TITLE: R-FCN: Object Detection via Region-based Fully Convolutional Networks
AUTHER: Jifeng Dai, Yi Li, Kaiming He, Jian Sun
ASSOCIATION: MSRA, Tsinghua University
FROM: arXiv:1605.06409
CONTRIBUTIONS
- A framework called Region-based Fully Convolutional Network (R-FCN) is develpped for object detection, which consists of shared, fully convolutional architectures.
- A set of position-sensitive score maps are introduced to enalbe FCN representing translation variance.
- A unique ROI pooling method is proposed to shepherd information from metioned score maps.
METHOD
- The image is processed by a FCN manner network.
- At the end of FCN, a RPN (Region Proposal Network) is used to generate ROIs.
- On the other hand, a score map of $k^{2}(C+1)$ channels is generated using a bank of specialized convolutional layers.
- For each ROI, a selective ROI pooling is utilized to generate a $C+1$ channel score map.

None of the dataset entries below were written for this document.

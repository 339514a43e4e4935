use crate::chunk::{Chunk, ChunkMetadata, Chunker, FixedSizeChunker};

/// Paragraph chunker - packs whole paragraphs up to a size limit
///
/// Good for: match reports, season reviews, player profiles
///
/// - `max_size`: upper bound in characters; paragraphs longer than this are
///   cut into fixed windows
/// - `overlap`: a trailing paragraph no longer than this is repeated at the
///   start of the next chunk
///
/// Chunk position is the index of the chunk's first paragraph.
#[derive(Debug, Clone)]
pub struct ParagraphChunker {
    pub max_size: usize,
    pub overlap: usize,
}

impl Default for ParagraphChunker {
    fn default() -> Self {
        Self {
            max_size: 1024,
            overlap: 200,
        }
    }
}

/// Paragraphs accumulated for the chunk being built.
struct Pending<'a> {
    start: usize,
    parts: Vec<&'a str>,
    len: usize,
    // number of leading parts carried over from the previous chunk
    carried: usize,
}

impl<'a> Pending<'a> {
    fn new() -> Self {
        Self {
            start: 0,
            parts: Vec::new(),
            len: 0,
            carried: 0,
        }
    }

    fn joined_len_with(&self, next: usize) -> usize {
        if self.parts.is_empty() {
            next
        } else {
            self.len + 2 + next
        }
    }

    fn push(&mut self, index: usize, paragraph: &'a str, size: usize) {
        if self.parts.is_empty() {
            self.start = index;
        }
        self.len = self.joined_len_with(size);
        self.parts.push(paragraph);
    }

    fn has_new_content(&self) -> bool {
        self.parts.len() > self.carried
    }
}

impl Chunker for ParagraphChunker {
    fn name(&self) -> &str {
        "paragraph"
    }

    fn chunk(&self, content: &str, mut metadata: ChunkMetadata) -> Vec<Chunk> {
        let max_size = self.max_size.max(1);
        let mut pieces: Vec<(usize, String)> = Vec::new();
        let mut pending = Pending::new();

        for (index, paragraph) in Paragraphs::from(content).enumerate() {
            let size = paragraph.chars().count();

            if size > max_size {
                flush(&mut pending, &mut pieces, 0);
                let splitter = FixedSizeChunker {
                    chunk_size: max_size,
                    overlap: self.overlap,
                };
                for (_, window) in splitter.windows(paragraph) {
                    pieces.push((index, window.to_string()));
                }
                continue;
            }

            if pending.joined_len_with(size) > max_size {
                if pending.has_new_content() {
                    flush(&mut pending, &mut pieces, self.overlap);
                } else {
                    // only carried overlap is buffered; drop it rather than emit a duplicate
                    pending = Pending::new();
                }
                if pending.joined_len_with(size) > max_size {
                    pending = Pending::new();
                }
            }
            pending.push(index, paragraph, size);
        }
        if pending.has_new_content() {
            flush(&mut pending, &mut pieces, 0);
        }

        metadata.total_chunks = Some(pieces.len());
        pieces
            .into_iter()
            .enumerate()
            .map(|(ordinal, (position, text))| {
                let mut m = metadata.clone();
                m.position = position;
                Chunk::new(ordinal, text, m)
            })
            .collect()
    }
}

/// Emit the pending paragraphs as one chunk, keeping the last paragraph as
/// overlap when it fits in `overlap` characters.
fn flush<'a>(pending: &mut Pending<'a>, pieces: &mut Vec<(usize, String)>, overlap: usize) {
    if !pending.has_new_content() {
        *pending = Pending::new();
        return;
    }

    pieces.push((pending.start, pending.parts.join("\n\n")));

    let last_index = pending.start + pending.parts.len() - 1;
    let carry = pending
        .parts
        .last()
        .copied()
        .filter(|p| pending.parts.len() > 1 && p.chars().count() <= overlap);

    *pending = Pending::new();
    if let Some(paragraph) = carry {
        pending.push(last_index, paragraph, paragraph.chars().count());
        pending.carried = 1;
    }
}

/// Iterator over the paragraphs of a text: runs of non-blank lines separated
/// by one or more blank lines. Trailing whitespace is trimmed.
struct Paragraphs<'a> {
    rest: &'a str,
}

impl<'a> Paragraphs<'a> {
    fn from(s: &'a str) -> Self {
        Self { rest: s }
    }
}

impl<'a> Iterator for Paragraphs<'a> {
    type Item = &'a str;

    fn next(&mut self) -> Option<Self::Item> {
        // skip blank lines
        loop {
            if self.rest.is_empty() {
                return None;
            }
            let (line, rest) = split_first_line(self.rest);
            if !line.trim().is_empty() {
                break;
            }
            self.rest = rest;
        }

        let s = self.rest;
        let mut len = 0;
        while len < s.len() {
            let (line, _) = split_first_line(&s[len..]);
            if line.trim().is_empty() {
                break;
            }
            len += line.len();
        }

        self.rest = &s[len..];
        Some(s[..len].trim_end())
    }
}

fn split_first_line(s: &str) -> (&str, &str) {
    let len = match s.find('\n') {
        Some(i) => i + 1,
        None => s.len(),
    };
    s.split_at(len)
}

#[cfg(test)]
mod tests {
    use super::*;

    fn meta() -> ChunkMetadata {
        ChunkMetadata::default()
    }

    fn chunker(max_size: usize, overlap: usize) -> ParagraphChunker {
        ParagraphChunker { max_size, overlap }
    }

    #[test]
    fn test_single_paragraph() {
        let chunks = chunker(1000, 0).chunk("This is a single paragraph.", meta());

        assert_eq!(chunks.len(), 1);
        assert_eq!(chunks[0].content, "This is a single paragraph.");
    }

    #[test]
    fn test_small_paragraphs_packed_together() {
        let content = "First paragraph.\n\nSecond paragraph.\n\nThird paragraph.";
        let chunks = chunker(1000, 0).chunk(content, meta());

        assert_eq!(chunks.len(), 1);
        assert_eq!(
            chunks[0].content,
            "First paragraph.\n\nSecond paragraph.\n\nThird paragraph."
        );
    }

    #[test]
    fn test_max_size_splits_between_paragraphs() {
        // each paragraph is 16 chars; two joined are 34
        let content = "First paragraph.\n\nSecond paragrap.\n\nThird paragraph.";
        let chunks = chunker(20, 0).chunk(content, meta());

        assert_eq!(chunks.len(), 3);
        assert_eq!(chunks[0].content, "First paragraph.");
        assert_eq!(chunks[1].content, "Second paragrap.");
        assert_eq!(chunks[2].content, "Third paragraph.");
        assert_eq!(chunks[2].metadata.position, 2);
    }

    #[test]
    fn test_overlap_carried_when_it_fits() {
        let content = "Half time.\n\nGoal.\n\nFull time.";
        let chunks = chunker(20, 10).chunk(content, meta());

        assert_eq!(chunks.len(), 2);
        assert_eq!(chunks[0].content, "Half time.\n\nGoal.");
        assert_eq!(chunks[1].content, "Goal.\n\nFull time.");
        assert_eq!(chunks[1].metadata.position, 1);
    }

    #[test]
    fn test_oversized_paragraph_is_windowed() {
        let long = "x".repeat(25);
        let content = format!("Intro.\n\n{long}\n\nOutro.");
        let chunks = chunker(10, 0).chunk(&content, meta());

        let contents: Vec<_> = chunks.iter().map(|c| c.content.as_str()).collect();
        assert_eq!(contents, vec!["Intro.", "xxxxxxxxxx", "xxxxxxxxxx", "xxxxx", "Outro."]);
        assert!(chunks.iter().all(|c| c.metadata.total_chunks == Some(5)));
        // identical windows from one paragraph still get distinct ids
        assert_ne!(chunks[1].id, chunks[2].id);
    }

    #[test]
    fn test_empty_content() {
        assert!(chunker(100, 0).chunk("", meta()).is_empty());
    }

    #[test]
    fn test_whitespace_only() {
        assert!(chunker(100, 0).chunk("\n\n\n   \n\n", meta()).is_empty());
    }

    #[test]
    fn test_paragraphs_iterator() {
        let content = "\n\nPara one.\nStill one.\n\n\nPara two.  \n   \nPara three.";
        let paras: Vec<_> = Paragraphs::from(content).collect();

        assert_eq!(paras, vec!["Para one.\nStill one.", "Para two.", "Para three."]);
    }

    #[test]
    fn test_unique_ids() {
        let content = "First unique paragraph.\n\nSecond unique paragraph.";
        let chunks = chunker(25, 0).chunk(content, meta());

        assert_eq!(chunks.len(), 2);
        assert_ne!(chunks[0].id, chunks[1].id);
    }
}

- The scores in the score map are averaged to vote for category.
- Another $ 4k^2 $ dim convolutional layer is learned for bounding box regression.
Training Details
- R-FCN is trained end-to-end with pre-computed region proposals. Both category and position are learnt with the loss function $L(s,t{x,y,w,h})=L{cls}(s{c})+\lambda[c>0]L{reg}(t)$
- For each image, N proposals are generated and B out of N proposals are selected to train weights according to the highest losses. B is set to 128 in this work.
- 4-step alternating training is utilized to realizing feature sharing between R-FCN and RPN.
ADVANTAGES
- It is fast (170ms/image, 2.5-20x faster than Faster R-CNN).
- End-to-end training is easier to process.
- All learnable layers are convolutional and shared on the entire image, yet encode spatial information required for object detection.
DISADVANTAGES
- Compared with Single Shot methods, more computation resource is needed.